Crack-front model for adhesion of soft elastic spheres with chemical heterogeneity
Antoine Sanner, Lars Pastewka

TL;DR
This paper develops a crack-perturbation model to understand adhesion hysteresis in soft elastic spheres with chemical heterogeneity, validated by boundary-element simulations, and clarifies the connection to elastic line pinning theories.
Contribution
It introduces a variational crack-perturbation model for adhesion with chemical heterogeneity, offering a computationally efficient alternative to boundary-element methods.
Findings
The model accurately predicts contact shapes and force-penetration hysteresis.
It is significantly more efficient than boundary-element simulations.

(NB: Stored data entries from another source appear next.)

use super::token::Token;

/// Splits markup into tag spans and text runs in a single left-to-right pass.
///
/// - `<` ends the pending text run (if any) and starts a tag span.
/// - `>` ends the current span, tag or not, and emits it.
/// - Anything else extends the pending span.
///
/// Empty spans are never emitted. A `<` that is never followed by `>` is not
/// an error: its span is emitted as-is when the next `<` arrives or the input
/// ends, and the classifier later treats it as text.
///
/// Quotes are not tracked here, so a `>` inside an attribute value ends the tag.
#[derive(Debug)]
pub struct MarkupTokenizer {
    input: String,
    buffer: String,
    buffer_start: usize,
    token_stream: Vec<Token>,
}

impl MarkupTokenizer {
    /// Create a new tokenizer for the given input.
    #[must_use]
    pub fn new(input: impl Into<String>) -> Self {
        Self {
            input: input.into(),
            buffer: String::new(),
            buffer_start: 0,
            token_stream: Vec::new(),
        }
    }

    /// Consume the tokenizer and return the token stream.
    /// Call this after `run()` to get the tokens for the tree builder.
    #[must_use]
    pub fn into_tokens(self) -> Vec<Token> {
        self.token_stream
    }

    /// Run the tokenizer to completion.
    ///
    /// The input is consumed; calling `run` again emits nothing more.
    pub fn run(&mut self) {
        let input = std::mem::take(&mut self.input);

        for (pos, c) in input.char_indices() {
            match c {
                '<' => {
                    self.emit_pending();
                    self.append(pos, c);
                }
                '>' => {
                    self.append(pos, c);
                    self.emit_pending();
                }
                _ => self.append(pos, c),
            }
        }

        self.emit_pending();
    }

    fn append(&mut self, pos: usize, c: char) {
        if self.buffer.is_empty() {
            self.buffer_start = pos;
        }
        self.buffer.push(c);
    }

    fn emit_pending(&mut self) {
        if self.buffer.is_empty() {
            return;
        }
        let data = std::mem::take(&mut self.buffer);
        self.token_stream.push(Token::new(data, self.buffer_start));
    }
}

/// Tokenize `input` in one call.
#[must_use]
pub fn tokenize(input: &str) -> Vec<Token> {
    let mut tokenizer = MarkupTokenizer::new(input);
    tokenizer.run();
    tokenizer.into_tokens()
}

The approach links adhesion hysteresis to elastic line pinning theories.
Abstract
Adhesion hysteresis can be caused by elastic instabilities that are triggered by surface roughness or chemical heterogeneity. However, the role of these instabilities in adhesion hysteresis remains poorly understood because we lack theoretical and numerical models accounting for realistic roughness. Our work focuses on the adhesion of soft elastic spheres with low roughness or weak heterogeneity, where the indentation process can be described as a Griffith-like propagation of a nearly circular external crack. We discuss how to describe the contact of spheres with chemical heterogeneity that leads to fluctuations in the local work of adhesion. We introduce a variational first-order crack-perturbation model and validate our approach using boundary-element simulations. The crack-perturbation model faithfully predicts contact shapes and hysteretic force-penetration curves, provided that the…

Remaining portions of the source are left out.